Below are entries; print them exactly from the first line through the one containing "use app::App;".

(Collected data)
■ ■ ■ ■ ■ ■ ■

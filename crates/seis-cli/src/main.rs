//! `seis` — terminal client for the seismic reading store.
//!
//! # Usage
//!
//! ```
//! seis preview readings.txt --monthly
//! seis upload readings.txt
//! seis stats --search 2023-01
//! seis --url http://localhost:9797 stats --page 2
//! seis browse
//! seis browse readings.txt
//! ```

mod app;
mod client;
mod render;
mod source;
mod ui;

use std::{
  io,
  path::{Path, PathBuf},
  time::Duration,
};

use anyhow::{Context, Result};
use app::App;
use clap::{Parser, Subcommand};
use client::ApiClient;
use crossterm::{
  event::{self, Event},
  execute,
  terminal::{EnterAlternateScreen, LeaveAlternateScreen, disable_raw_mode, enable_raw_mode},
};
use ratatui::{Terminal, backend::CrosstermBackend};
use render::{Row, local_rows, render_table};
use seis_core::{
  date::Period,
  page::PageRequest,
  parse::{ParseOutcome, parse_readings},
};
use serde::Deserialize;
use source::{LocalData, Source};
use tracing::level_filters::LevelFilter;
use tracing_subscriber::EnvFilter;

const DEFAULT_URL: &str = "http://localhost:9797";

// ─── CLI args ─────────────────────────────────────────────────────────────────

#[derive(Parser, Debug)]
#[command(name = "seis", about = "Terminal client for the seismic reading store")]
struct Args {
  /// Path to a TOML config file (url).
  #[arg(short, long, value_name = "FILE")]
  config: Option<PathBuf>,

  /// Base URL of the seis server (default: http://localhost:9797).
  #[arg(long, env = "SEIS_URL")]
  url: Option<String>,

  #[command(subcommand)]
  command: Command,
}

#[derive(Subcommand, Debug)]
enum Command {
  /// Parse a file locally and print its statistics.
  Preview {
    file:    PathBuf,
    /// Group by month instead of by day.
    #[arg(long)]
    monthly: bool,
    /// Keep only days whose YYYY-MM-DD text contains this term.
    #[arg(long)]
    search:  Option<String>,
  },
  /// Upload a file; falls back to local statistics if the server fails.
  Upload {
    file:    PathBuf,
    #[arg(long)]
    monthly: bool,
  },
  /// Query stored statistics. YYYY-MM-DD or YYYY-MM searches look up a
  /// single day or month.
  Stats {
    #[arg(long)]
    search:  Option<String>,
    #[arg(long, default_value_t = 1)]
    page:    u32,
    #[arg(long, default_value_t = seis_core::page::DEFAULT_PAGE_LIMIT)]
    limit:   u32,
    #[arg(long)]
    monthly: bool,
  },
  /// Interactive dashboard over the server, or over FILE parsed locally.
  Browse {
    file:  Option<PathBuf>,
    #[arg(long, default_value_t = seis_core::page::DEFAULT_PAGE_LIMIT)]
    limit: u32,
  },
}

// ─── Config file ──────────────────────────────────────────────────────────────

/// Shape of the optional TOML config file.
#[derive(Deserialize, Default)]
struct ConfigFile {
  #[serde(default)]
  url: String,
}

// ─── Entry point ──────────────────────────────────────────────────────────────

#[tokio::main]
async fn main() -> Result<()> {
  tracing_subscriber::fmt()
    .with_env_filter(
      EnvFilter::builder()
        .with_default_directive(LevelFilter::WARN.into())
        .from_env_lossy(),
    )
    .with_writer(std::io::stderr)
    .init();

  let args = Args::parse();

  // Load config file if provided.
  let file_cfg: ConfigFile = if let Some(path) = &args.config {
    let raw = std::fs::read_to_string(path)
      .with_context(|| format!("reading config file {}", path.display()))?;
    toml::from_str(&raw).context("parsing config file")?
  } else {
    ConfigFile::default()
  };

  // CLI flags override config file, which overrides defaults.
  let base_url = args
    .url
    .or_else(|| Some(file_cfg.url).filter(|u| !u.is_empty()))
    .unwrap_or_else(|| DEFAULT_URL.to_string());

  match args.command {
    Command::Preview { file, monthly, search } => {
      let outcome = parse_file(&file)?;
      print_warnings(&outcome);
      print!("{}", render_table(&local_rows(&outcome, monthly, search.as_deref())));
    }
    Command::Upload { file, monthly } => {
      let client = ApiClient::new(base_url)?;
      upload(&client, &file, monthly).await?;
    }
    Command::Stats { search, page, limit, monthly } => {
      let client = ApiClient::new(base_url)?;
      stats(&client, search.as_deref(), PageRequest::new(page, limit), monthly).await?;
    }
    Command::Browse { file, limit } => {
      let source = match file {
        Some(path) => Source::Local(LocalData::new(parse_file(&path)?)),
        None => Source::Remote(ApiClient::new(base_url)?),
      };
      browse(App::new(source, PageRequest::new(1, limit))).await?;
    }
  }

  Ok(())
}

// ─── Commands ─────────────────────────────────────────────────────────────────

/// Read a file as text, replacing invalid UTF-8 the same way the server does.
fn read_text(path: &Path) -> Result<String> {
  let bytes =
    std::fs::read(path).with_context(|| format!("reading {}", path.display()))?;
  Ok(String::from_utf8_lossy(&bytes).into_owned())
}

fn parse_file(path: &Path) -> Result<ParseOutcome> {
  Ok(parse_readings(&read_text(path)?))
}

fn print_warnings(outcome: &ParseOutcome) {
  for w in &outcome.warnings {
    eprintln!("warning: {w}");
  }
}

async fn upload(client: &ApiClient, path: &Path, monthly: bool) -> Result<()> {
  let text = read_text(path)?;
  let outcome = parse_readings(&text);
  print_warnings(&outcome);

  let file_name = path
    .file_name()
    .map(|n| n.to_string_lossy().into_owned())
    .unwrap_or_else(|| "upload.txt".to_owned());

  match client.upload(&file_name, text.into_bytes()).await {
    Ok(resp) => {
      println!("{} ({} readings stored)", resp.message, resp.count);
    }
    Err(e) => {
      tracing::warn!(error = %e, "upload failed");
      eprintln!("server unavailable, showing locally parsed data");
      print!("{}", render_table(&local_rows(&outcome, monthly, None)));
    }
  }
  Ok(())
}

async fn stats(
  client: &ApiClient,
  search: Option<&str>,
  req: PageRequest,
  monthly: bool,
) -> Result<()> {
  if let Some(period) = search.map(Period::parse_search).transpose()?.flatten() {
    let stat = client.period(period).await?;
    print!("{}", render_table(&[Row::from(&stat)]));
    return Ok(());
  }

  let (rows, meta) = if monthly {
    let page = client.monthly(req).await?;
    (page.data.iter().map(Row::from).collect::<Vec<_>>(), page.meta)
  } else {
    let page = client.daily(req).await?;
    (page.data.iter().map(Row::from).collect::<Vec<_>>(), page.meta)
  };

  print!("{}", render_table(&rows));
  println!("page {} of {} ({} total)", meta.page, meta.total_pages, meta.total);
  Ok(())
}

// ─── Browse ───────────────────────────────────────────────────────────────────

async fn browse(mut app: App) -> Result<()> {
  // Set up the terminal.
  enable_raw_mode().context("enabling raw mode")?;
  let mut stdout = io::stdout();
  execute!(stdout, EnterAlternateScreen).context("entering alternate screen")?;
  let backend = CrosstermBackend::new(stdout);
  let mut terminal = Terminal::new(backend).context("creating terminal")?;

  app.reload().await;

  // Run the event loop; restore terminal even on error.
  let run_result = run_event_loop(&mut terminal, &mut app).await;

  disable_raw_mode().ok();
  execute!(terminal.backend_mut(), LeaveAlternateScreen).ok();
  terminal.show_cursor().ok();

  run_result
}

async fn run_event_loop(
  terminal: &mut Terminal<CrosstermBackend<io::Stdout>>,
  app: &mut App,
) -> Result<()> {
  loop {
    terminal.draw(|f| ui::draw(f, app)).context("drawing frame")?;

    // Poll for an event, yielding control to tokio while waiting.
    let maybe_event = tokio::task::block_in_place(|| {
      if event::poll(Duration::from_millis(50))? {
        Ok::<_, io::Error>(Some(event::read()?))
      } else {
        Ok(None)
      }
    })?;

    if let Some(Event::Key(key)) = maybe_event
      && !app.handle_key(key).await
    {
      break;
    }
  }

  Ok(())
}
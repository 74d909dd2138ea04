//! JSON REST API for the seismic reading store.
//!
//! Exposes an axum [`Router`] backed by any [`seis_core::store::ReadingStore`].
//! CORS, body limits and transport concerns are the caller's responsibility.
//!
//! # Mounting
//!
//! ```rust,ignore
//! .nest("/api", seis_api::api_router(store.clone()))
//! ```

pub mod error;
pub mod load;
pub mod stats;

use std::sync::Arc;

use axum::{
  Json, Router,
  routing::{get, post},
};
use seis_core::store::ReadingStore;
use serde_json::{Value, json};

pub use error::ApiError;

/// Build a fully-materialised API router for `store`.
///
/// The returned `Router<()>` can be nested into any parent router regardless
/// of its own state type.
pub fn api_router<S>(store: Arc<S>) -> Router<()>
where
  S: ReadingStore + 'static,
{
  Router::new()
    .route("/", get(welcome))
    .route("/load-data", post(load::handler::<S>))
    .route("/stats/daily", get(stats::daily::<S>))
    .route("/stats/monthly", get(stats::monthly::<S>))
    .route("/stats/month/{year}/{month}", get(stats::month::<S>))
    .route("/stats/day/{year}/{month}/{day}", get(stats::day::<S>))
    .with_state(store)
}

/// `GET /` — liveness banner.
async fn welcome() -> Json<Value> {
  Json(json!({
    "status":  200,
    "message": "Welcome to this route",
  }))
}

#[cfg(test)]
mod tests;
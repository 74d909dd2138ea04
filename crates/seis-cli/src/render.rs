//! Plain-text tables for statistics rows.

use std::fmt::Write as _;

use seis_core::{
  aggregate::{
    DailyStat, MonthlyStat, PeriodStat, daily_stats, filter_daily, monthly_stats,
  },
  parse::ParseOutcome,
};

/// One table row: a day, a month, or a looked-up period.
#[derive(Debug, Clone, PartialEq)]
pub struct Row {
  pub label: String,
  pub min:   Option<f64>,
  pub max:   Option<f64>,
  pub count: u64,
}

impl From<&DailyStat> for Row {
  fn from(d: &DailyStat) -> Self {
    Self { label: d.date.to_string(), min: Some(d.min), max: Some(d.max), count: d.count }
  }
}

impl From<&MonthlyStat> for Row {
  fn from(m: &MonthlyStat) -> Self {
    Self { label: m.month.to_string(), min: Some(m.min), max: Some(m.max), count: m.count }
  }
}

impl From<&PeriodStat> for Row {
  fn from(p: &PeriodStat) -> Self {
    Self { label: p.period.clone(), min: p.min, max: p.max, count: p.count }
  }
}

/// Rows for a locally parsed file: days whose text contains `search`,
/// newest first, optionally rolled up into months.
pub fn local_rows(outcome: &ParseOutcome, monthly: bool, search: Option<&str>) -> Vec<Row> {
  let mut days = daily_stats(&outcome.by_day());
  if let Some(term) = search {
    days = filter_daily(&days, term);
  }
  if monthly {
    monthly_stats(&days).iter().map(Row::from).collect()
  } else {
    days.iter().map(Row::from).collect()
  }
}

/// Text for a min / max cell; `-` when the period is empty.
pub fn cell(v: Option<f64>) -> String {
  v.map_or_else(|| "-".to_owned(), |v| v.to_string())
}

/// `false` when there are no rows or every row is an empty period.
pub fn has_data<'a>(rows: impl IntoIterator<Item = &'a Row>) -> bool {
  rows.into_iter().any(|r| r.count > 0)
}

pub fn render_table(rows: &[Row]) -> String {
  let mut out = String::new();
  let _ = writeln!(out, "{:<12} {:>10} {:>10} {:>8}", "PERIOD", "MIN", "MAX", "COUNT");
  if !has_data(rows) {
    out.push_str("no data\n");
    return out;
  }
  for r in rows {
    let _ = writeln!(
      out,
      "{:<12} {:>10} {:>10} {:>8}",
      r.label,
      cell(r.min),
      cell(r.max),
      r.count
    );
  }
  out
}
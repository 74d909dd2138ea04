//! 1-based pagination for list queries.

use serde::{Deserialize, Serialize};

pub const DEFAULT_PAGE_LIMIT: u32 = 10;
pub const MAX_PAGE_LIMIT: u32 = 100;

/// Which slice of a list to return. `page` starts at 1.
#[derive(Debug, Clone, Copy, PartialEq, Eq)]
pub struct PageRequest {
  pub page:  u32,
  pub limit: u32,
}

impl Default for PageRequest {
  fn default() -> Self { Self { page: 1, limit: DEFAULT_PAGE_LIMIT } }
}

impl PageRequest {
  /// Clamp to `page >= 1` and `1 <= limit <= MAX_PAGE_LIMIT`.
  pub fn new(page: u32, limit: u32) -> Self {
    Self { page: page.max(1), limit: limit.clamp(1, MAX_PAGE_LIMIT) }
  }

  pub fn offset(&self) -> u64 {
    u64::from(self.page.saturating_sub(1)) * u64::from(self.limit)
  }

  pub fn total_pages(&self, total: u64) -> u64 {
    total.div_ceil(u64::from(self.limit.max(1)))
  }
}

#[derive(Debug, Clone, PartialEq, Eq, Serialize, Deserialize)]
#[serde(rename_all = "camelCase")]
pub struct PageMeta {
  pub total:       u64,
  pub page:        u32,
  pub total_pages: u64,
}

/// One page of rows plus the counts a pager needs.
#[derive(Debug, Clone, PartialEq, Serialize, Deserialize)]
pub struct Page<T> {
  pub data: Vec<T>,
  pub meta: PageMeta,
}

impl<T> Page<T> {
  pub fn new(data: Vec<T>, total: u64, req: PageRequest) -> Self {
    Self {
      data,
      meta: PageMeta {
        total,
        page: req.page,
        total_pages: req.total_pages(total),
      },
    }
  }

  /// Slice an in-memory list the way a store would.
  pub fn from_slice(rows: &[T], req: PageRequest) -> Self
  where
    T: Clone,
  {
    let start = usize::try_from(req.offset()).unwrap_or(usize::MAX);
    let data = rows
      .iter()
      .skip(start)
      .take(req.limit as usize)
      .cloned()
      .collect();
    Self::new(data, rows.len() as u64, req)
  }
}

■ ■ ■ ■ ■ ■ ■

[Answer box]
filename crates/seis-cli/src/main.rs
//! `seis` — terminal client for the seismic reading store.
//!
//! # Usage
//!
//! ```
//! seis preview readings.txt --monthly
//! seis upload readings.txt
//! seis stats --search 2023-01
//! seis --url http://localhost:9797 stats --page 2
//! seis browse
//! seis browse readings.txt
//! ```

mod app;
mod client;
mod render;
mod source;
mod ui;

use std::{
  io,
  path::{Path, PathBuf},
  time::Duration,
};

use anyhow::{Context, Result};
use app::App;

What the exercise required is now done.